Road Biking in Ecuador
Road riding used to be a dangerous, bumpy proposition in Ecuador, but a recent boom in road building and improvement has created many roads with wide enough shoulder for cycling and even dedicated bike paths paralleling highways in a few cases. The coastal area now has excellent bike paths, for example most of the road between Canoa, Bahia de Caraquez and Puerto Lopez either has a separate bike path or is bicycle friendly.
The provinces of Imbabura, Cotopaxi, Tungurahua, Chimborazo and Azuay in the Andes have excellent new networks of roads.
In the Amazon region, the ride from Papallacta to Baeza to Tena (downhill), then from Tena to Puyo is exceptional. Most roads in the Oriente have low traffic volumes and rolling hills, though in the northern areas (especially around Lago Agrio) security becomes an issue.

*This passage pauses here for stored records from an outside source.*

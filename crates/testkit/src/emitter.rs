use glam::Vec3;
use soundstage_audio::{Emitter, EmitterRef, RigidBody};
use std::cell::Cell;
use std::rc::Rc;

/// Emitter whose position tests move by hand.
#[derive(Debug)]
pub struct TestEmitter {
    position: Cell<Vec3>,
    body: Option<RigidBody>,
}

impl TestEmitter {
    /// Emitter with a resting rigid body at `position`.
    pub fn with_body(position: Vec3) -> Rc<Self> {
        Rc::new(Self {
            position: Cell::new(position),
            body: Some(RigidBody::default()),
        })
    }

    /// Emitter without a physical body (attachment must be refused).
    pub fn without_body(position: Vec3) -> Rc<Self> {
        Rc::new(Self {
            position: Cell::new(position),
            body: None,
        })
    }

    /// Teleport the emitter.
    pub fn move_to(&self, position: Vec3) {
        self.position.set(position);
    }

    /// Shared handle for play requests.
    pub fn handle(self: &Rc<Self>) -> EmitterRef {
        self.clone()
    }
}

impl Emitter for TestEmitter {
    fn position(&self) -> Vec3 {
        self.position.get()
    }

    fn rigid_body(&self) -> Option<RigidBody> {
        self.body
    }
}
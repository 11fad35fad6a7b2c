//! Property-based tests for bus fades
//!
//! Validates:
//! - Ramps follow `lerp(start, target, elapsed / duration)` and end on the target
//! - A superseding fade starts from the level the old ramp reached
//! - Cancelling freezes the level

use proptest::prelude::*;
use soundstage_audio::{AudioBus, BusFader, FadeTask};

fn bus() -> impl Strategy<Value = AudioBus> {
    prop_oneof![
        Just(AudioBus::Master),
        Just(AudioBus::Environment),
        Just(AudioBus::Sfx),
    ]
}

proptest! {
    /// Property: every tick writes the linear interpolation of the elapsed time
    #[test]
    fn ramp_is_linear(
        bus in bus(),
        start in 0.0f32..=1.0,
        target in 0.0f32..=1.0,
        duration in 0.05f32..5.0,
        steps in prop::collection::vec(0.0f32..0.5, 1..40),
    ) {
        let mut fader = BusFader::new();
        fader.begin(bus, start, target, duration);

        let mut elapsed = 0.0f32;
        for dt in steps {
            if !fader.is_fading(bus) {
                break;
            }
            elapsed += dt;
            let mut written = None;
            fader.advance(dt, |b, v| {
                assert_eq!(b, bus);
                written = Some(v);
            });

            let t = (elapsed / duration).clamp(0.0, 1.0);
            let expected = start + (target - start) * t;
            let volume = written.expect("fading bus is written every tick");
            prop_assert!(
                (volume - expected).abs() < 1e-4,
                "volume {} != expected {} at t={}",
                volume,
                expected,
                t
            );
            prop_assert!(volume >= start.min(target) - 1e-5 && volume <= start.max(target) + 1e-5);

            if elapsed >= duration {
                prop_assert_eq!(volume, target);
                prop_assert!(!fader.is_fading(bus));
            }
        }
    }

    /// Property: a task never lingers once its duration has elapsed
    #[test]
    fn completed_tasks_are_removed(
        duration in -1.0f32..2.0,
        target in 0.0f32..=1.0,
    ) {
        let mut fader = BusFader::new();
        fader.begin(AudioBus::Sfx, 0.5, target, duration);
        let mut last = None;
        fader.advance(duration.max(0.0) + 0.01, |_, v| last = Some(v));
        prop_assert_eq!(last, Some(target));
        prop_assert_eq!(fader.active_count(), 0);
    }

    /// Property: superseding a fade keeps a single task and resamples its start
    #[test]
    fn supersession_resamples_start(
        first_target in 0.0f32..=1.0,
        second_target in 0.0f32..=1.0,
        split in 0.05f32..0.95,
    ) {
        let mut fader = BusFader::new();
        fader.begin(AudioBus::Environment, 1.0, first_target, 1.0);
        let mut level = 1.0;
        fader.advance(split, |_, v| level = v);

        let replaced = fader.begin(AudioBus::Environment, level, second_target, 1.0);
        prop_assert!(replaced.is_some());
        prop_assert_eq!(fader.active_count(), 1);

        let task = *fader.task(AudioBus::Environment).expect("new task stored");
        prop_assert_eq!(task, FadeTask::new(level, second_target, 1.0));
        let expected = 1.0 + (first_target - 1.0) * split;
        prop_assert!((task.start - expected).abs() < 1e-4);
    }

    /// Property: cancelling leaves the last written level and stops writes
    #[test]
    fn cancel_freezes_level(
        target in 0.0f32..=1.0,
        before in 0.01f32..0.9,
        after in prop::collection::vec(0.0f32..1.0, 1..10),
    ) {
        let mut fader = BusFader::new();
        fader.begin(AudioBus::Master, 1.0, target, 1.0);
        let mut level = 1.0;
        fader.advance(before, |_, v| level = v);
        let frozen = level;

        prop_assert!(fader.cancel(AudioBus::Master).is_some());
        for dt in after {
            fader.advance(dt, |_, v| level = v);
        }
        prop_assert_eq!(level, frozen);
    }
}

Near Quito, Guayabamba to Cayambe and then on to Otavalo is a scenic ride of rolling hills. The Intervalles going from Tumbaco to Tingo (San Rafael) is a favorite, but best early in the morning due to traffic. Most other paved roads near Quito and Guayaquil are quite traffic congested.
In general, one should avoid the Inter-American highway just due to the sheer volume of traffic (with early morning being an exception). That said, recent construction has been creating wide shoulders that make it safer, but still a noisy exhaust breathing proposition.

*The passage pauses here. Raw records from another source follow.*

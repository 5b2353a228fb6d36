//! Injectable time source for response construction.
//!
//! Acknowledgement packets carry the terminal's current local time as six
//! BCD-style bytes.  Reading the wall clock inside the packet model would make
//! [`crate::Packet::make_response`] impossible to test deterministically, so the
//! time is supplied through the [`Clock`] trait instead.

use chrono::{Datelike, Local, NaiveDateTime, Timelike};

/// A source of the current local date and time.
#[cfg_attr(test, mockall::automock)]
pub trait Clock {
    /// Returns the current local time.
    fn now(&self) -> NaiveDateTime;
}

/// Reads the operating system's local time.
#[derive(Debug, Clone, Copy, Default)]
pub struct SystemClock;

impl Clock for SystemClock {
    fn now(&self) -> NaiveDateTime {
        Local::now().naive_local()
    }
}

/// Always returns the wrapped instant.
#[derive(Debug, Clone, Copy, PartialEq, Eq)]
pub struct FixedClock(pub NaiveDateTime);

impl Clock for FixedClock {
    fn now(&self) -> NaiveDateTime {
        self.0
    }
}

/// Encodes `time` as `YYMMDDHHMMSS`, one byte per two-digit pair.
///
/// Each decimal pair is written as the byte whose hexadecimal digits are the
/// decimal digits, e.g. the 25th day becomes `0x25`, not `0x19`.
///
/// # Examples
///
/// ```rust
/// use chrono::NaiveDate;
/// use gbt32960_core::bcd_timestamp;
///
/// let t = NaiveDate::from_ymd_opt(2019, 7, 25).unwrap().and_hms_opt(18, 0, 9).unwrap();
/// assert_eq!(bcd_timestamp(&t), [0x19, 0x07, 0x25, 0x18, 0x00, 0x09]);
/// ```
pub fn bcd_timestamp(time: &NaiveDateTime) -> [u8; 6] {
    [
        to_bcd(time.year().rem_euclid(100) as u32),
        to_bcd(time.month()),
        to_bcd(time.day()),
        to_bcd(time.hour()),
        to_bcd(time.minute()),
        to_bcd(time.second()),
    ]
}

/// Packs a value in `0..=99` into one byte of two decimal nibbles.
fn to_bcd(value: u32) -> u8 {
    (((value / 10) << 4) | (value % 10)) as u8
}
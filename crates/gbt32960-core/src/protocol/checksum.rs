//! XOR checksum shared by the encode and decode paths.
//!
//! # What is an XOR checksum? (for beginners)
//!
//! Every frame ends with a single byte computed by XOR-ing together every byte
//! of the data unit (command flag through the last payload byte).  The
//! receiver repeats the computation and drops the frame if the result differs
//! from the byte it received.
//!
//! XOR is order-independent and self-inverse, so folding the serialized data
//! unit in one pass gives exactly the same value as folding the individual
//! fields one after another.  That is why a single function serves both the
//! field-wise check on a [`crate::Packet`] and the raw-bytes check in the
//! decoder.

/// Folds `bytes` with XOR into a single checksum byte.
///
/// An empty slice yields `0x00`.
///
/// # Examples
///
/// ```rust
/// use gbt32960_core::protocol::xor_checksum;
///
/// assert_eq!(xor_checksum(&[0x01, 0x02, 0x03]), 0x00);
/// assert_eq!(xor_checksum(&[0xF0, 0x0F]), 0xFF);
/// ```
pub fn xor_checksum(bytes: &[u8]) -> u8 {
    bytes.iter().fold(0u8, |acc, byte| acc ^ byte)
}
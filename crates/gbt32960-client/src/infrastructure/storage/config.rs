//! TOML-based configuration for the terminal.
//!
//! The file is optional: every field has a serde default, so a missing file,
//! an empty file, or a file with only some sections all produce a usable
//! [`ClientConfig`].
//!
//! ```toml
//! log_level = "info"
//!
//! [platform]
//! host = "127.0.0.1"
//! port = 32960
//!
//! [vehicle]
//! vin = "LSVAA21E7JN000001"
//!
//! [session]
//! read_buffer_size = 4096
//! max_data_length = 400
//! retain_partial_marker = true
//! auto_ack = true
//! ```
//!
//! # Serde default values
//!
//! Fields annotated with `#[serde(default = "some_fn")]` use the return value
//! of `some_fn()` when the field is absent from the TOML file.  Section structs
//! carry `#[serde(default)]` so a whole missing section falls back to its
//! `Default` impl.

use std::path::{Path, PathBuf};

use gbt32960_core::protocol::packet::MAX_DATA_LENGTH;
use gbt32960_core::{DecoderConfig, ProtocolError, ResyncPolicy, Vin};
use serde::{Deserialize, Serialize};
use thiserror::Error;

use crate::infrastructure::network::SessionConfig;

/// Error type for configuration file operations.
#[derive(Debug, Error)]
pub enum ConfigError {
    /// A file system I/O error occurred.
    #[error("I/O error accessing config at {path}: {source}")]
    Io {
        path: PathBuf,
        #[source]
        source: std::io::Error,
    },

    /// The TOML content could not be parsed.
    #[error("failed to parse config TOML: {0}")]
    Parse(#[from] toml::de::Error),

    /// The config could not be serialized to TOML.
    #[error("failed to serialize config: {0}")]
    Serialize(#[from] toml::ser::Error),
}

// ── Config schema types ───────────────────────────────────────────────────────

/// Top-level terminal configuration.
#[derive(Debug, Clone, Serialize, Deserialize, PartialEq)]
pub struct ClientConfig {
    /// `tracing` filter used when `RUST_LOG` is unset.
    #[serde(default = "default_log_level")]
    pub log_level: String,
    #[serde(default)]
    pub platform: PlatformConfig,
    #[serde(default)]
    pub vehicle: VehicleConfig,
    #[serde(default)]
    pub session: SessionSettings,
}

/// Where the platform listens.
#[derive(Debug, Clone, Serialize, Deserialize, PartialEq)]
pub struct PlatformConfig {
    #[serde(default = "default_host")]
    pub host: String,
    #[serde(default = "default_port")]
    pub port: u16,
}

/// Identity of this terminal.
#[derive(Debug, Clone, Serialize, Deserialize, PartialEq)]
pub struct VehicleConfig {
    /// Up to 17 characters; shorter values are padded with `'0'` on the wire.
    #[serde(default = "default_vin")]
    pub vin: String,
}

/// Receive-path and acknowledgement behaviour.
#[derive(Debug, Clone, Serialize, Deserialize, PartialEq)]
pub struct SessionSettings {
    #[serde(default = "default_read_buffer_size")]
    pub read_buffer_size: usize,
    /// Frames declaring a larger payload are skipped.  Values above the
    /// protocol maximum of 400 are clamped to it.
    #[serde(default = "default_max_data_length")]
    pub max_data_length: usize,
    /// Keep a trailing `0x23` when flushing a buffer without a start marker.
    #[serde(default = "default_true")]
    pub retain_partial_marker: bool,
    /// Reply `Success` to every command that awaits an acknowledgement.
    #[serde(default = "default_true")]
    pub auto_ack: bool,
}

// ── Default helpers ───────────────────────────────────────────────────────────

fn default_log_level() -> String {
    "info".to_string()
}
fn default_host() -> String {
    "127.0.0.1".to_string()
}
fn default_port() -> u16 {
    32960
}
fn default_vin() -> String {
    "LSVAA21E7JN000001".to_string()
}
fn default_read_buffer_size() -> usize {
    4096
}
fn default_max_data_length() -> usize {
    MAX_DATA_LENGTH
}
fn default_true() -> bool {
    true
}

impl Default for ClientConfig {
    fn default() -> Self {
        Self {
            log_level: default_log_level(),
            platform: PlatformConfig::default(),
            vehicle: VehicleConfig::default(),
            session: SessionSettings::default(),
        }
    }
}

impl Default for PlatformConfig {
    fn default() -> Self {
        Self {
            host: default_host(),
            port: default_port(),
        }
    }
}

impl Default for VehicleConfig {
    fn default() -> Self {
        Self { vin: default_vin() }
    }
}

impl Default for SessionSettings {
    fn default() -> Self {
        Self {
            read_buffer_size: default_read_buffer_size(),
            max_data_length: default_max_data_length(),
            retain_partial_marker: default_true(),
            auto_ack: default_true(),
        }
    }
}

impl ClientConfig {
    /// Session settings derived from this configuration.
    pub fn session_config(&self) -> SessionConfig {
        let resync = if self.session.retain_partial_marker {
            ResyncPolicy::RetainPartialMarker
        } else {
            ResyncPolicy::FlushAll
        };
        SessionConfig {
            host: self.platform.host.clone(),
            port: self.platform.port,
            read_buffer_size: self.session.read_buffer_size,
            decoder: DecoderConfig {
                max_data_length: self.session.max_data_length.min(MAX_DATA_LENGTH),
                resync,
            },
        }
    }

    /// The configured VIN in wire form.
    ///
    /// # Errors
    ///
    /// Returns [`ProtocolError::VinTooLong`] if the VIN exceeds 17 bytes.
    pub fn vin(&self) -> Result<Vin, ProtocolError> {
        Vin::new(&self.vehicle.vin)
    }
}

// ── Config repository ─────────────────────────────────────────────────────────

/// Loads `ClientConfig` from `path`, returning `ClientConfig::default()` if the
/// file does not exist.
///
/// # Errors
///
/// Returns [`ConfigError::Io`] for file-system errors other than "not found",
/// and [`ConfigError::Parse`] if the TOML is malformed.
pub fn load_config(path: &Path) -> Result<ClientConfig, ConfigError> {
    match std::fs::read_to_string(path) {
        Ok(content) => Ok(toml::from_str(&content)?),
        Err(e) if e.kind() == std::io::ErrorKind::NotFound => Ok(ClientConfig::default()),
        Err(source) => Err(ConfigError::Io {
            path: path.to_path_buf(),
            source,
        }),
    }
}

/// Writes `config` to `path` as pretty TOML, creating parent directories.
///
/// # Errors
///
/// Returns [`ConfigError::Io`] for file-system failures or
/// [`ConfigError::Serialize`] if serialization fails.
pub fn save_config(path: &Path, config: &ClientConfig) -> Result<(), ConfigError> {
    if let Some(dir) = path.parent().filter(|d| !d.as_os_str().is_empty()) {
        std::fs::create_dir_all(dir).map_err(|source| ConfigError::Io {
            path: dir.to_path_buf(),
            source,
        })?;
    }

    let content = toml::to_string_pretty(config)?;
    std::fs::write(path, content).map_err(|source| ConfigError::Io {
        path: path.to_path_buf(),
        source,
    })
}

// ── Tests ─────────────────────────────────────────────────────────────────────
//! Persistent storage for the terminal.

pub mod config;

For the experienced mountain biker or long-distance adventurer who can handle high altitudes and climbs, a thousand adventures await.
Finding your way around
Good road maps are available at most book stores and outdoor stores such as Tatoo. It’s not wise to bet your life on directions given by locals, as they’ll frequently send you off on a wild goose-chase rather than admit that they don’t know which way to go, so always get a second or third opinion and keep asking which way to go.

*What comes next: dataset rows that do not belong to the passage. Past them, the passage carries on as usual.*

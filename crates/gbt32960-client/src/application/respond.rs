//! AutoAckUseCase: answers platform commands that expect an acknowledgement.
//!
//! A packet whose ack flag is [`AckFlag::NotAck`] is a command waiting for a
//! reply.  This use case builds the reply with [`Packet::make_response`] and
//! hands it to a [`PacketSender`].  Packets that already carry a response code
//! (success, failure, ...) are replies themselves and are never answered.
//!
//! The sender and clock are injected, so the use case runs in tests against a
//! mock sender and a fixed clock.

use std::sync::Arc;

use async_trait::async_trait;
use gbt32960_core::{AckFlag, Clock, Packet};
use thiserror::Error;
use tracing::{debug, info};

/// Error type for the auto-acknowledge use case.
#[derive(Debug, Error, PartialEq, Eq)]
pub enum RespondError {
    #[error("failed to send acknowledgement: {0}")]
    Send(String),
}

/// Trait for writing a packet to the platform.
///
/// The infrastructure implementation is the network session; tests use a mock.
#[cfg_attr(test, mockall::automock)]
#[async_trait]
pub trait PacketSender: Send + Sync {
    /// Sends one packet.
    async fn send_packet(&self, packet: &Packet) -> Result<(), String>;
}

/// Replies `Success` to every inbound command that awaits an answer.
pub struct AutoAckUseCase {
    sender: Arc<dyn PacketSender>,
    clock: Arc<dyn Clock + Send + Sync>,
    enabled: bool,
}

impl AutoAckUseCase {
    /// Creates the use case.  With `enabled == false` it never replies.
    pub fn new(
        sender: Arc<dyn PacketSender>,
        clock: Arc<dyn Clock + Send + Sync>,
        enabled: bool,
    ) -> Self {
        Self {
            sender,
            clock,
            enabled,
        }
    }

    /// Returns the reply for `packet`, or `None` if it needs no reply.
    pub fn response_for(&self, packet: &Packet) -> Option<Packet> {
        if !self.enabled || packet.ack_flag != AckFlag::NotAck {
            return None;
        }
        Some(packet.make_response(AckFlag::Success, self.clock.as_ref()))
    }

    /// Sends the reply for `packet` if one is due, returning what was sent.
    ///
    /// # Errors
    ///
    /// Returns [`RespondError::Send`] if the sender fails.
    pub async fn handle(&self, packet: &Packet) -> Result<Option<Packet>, RespondError> {
        let Some(response) = self.response_for(packet) else {
            debug!("no acknowledgement due for cmd={:02x}", packet.command_flag);
            return Ok(None);
        };
        self.sender
            .send_packet(&response)
            .await
            .map_err(RespondError::Send)?;
        info!(
            "acknowledged cmd={:02x} for VIN {}",
            response.command_flag, response.vin
        );
        Ok(Some(response))
    }
}

// ── Tests ─────────────────────────────────────────────────────────────────────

The lesser-traveled paved back roads make the best routes. Traditional cobblestone roads (enpedrado) will rattle your bones loose and bend your road bike wheels unless you have big touring tires and bomb proof rims. Also, it’s better to go in the dry season, as rains can get frigid in the Andes.
Unfortunately, truck and bus drivers, and motorists in general, aren’t used to seeing many bicycles on the road and don’t tend to be respectful to cyclists. Glancing over your left shoulder every time a car is to pass or getting a rear view mirror is recommended.
Bike Equipment and Supplies
There are excellent bike shops in Quito, Cumbaya, Guayaquil, Cuenca, Ibarra, Manta, and Ambato, other cities may just have small shops with a very limited supply of parts. Tatoo tends to have the best selection of parts. Cikla (Specialized dealer) and My Bike (Trek dealer) also have decent inventories.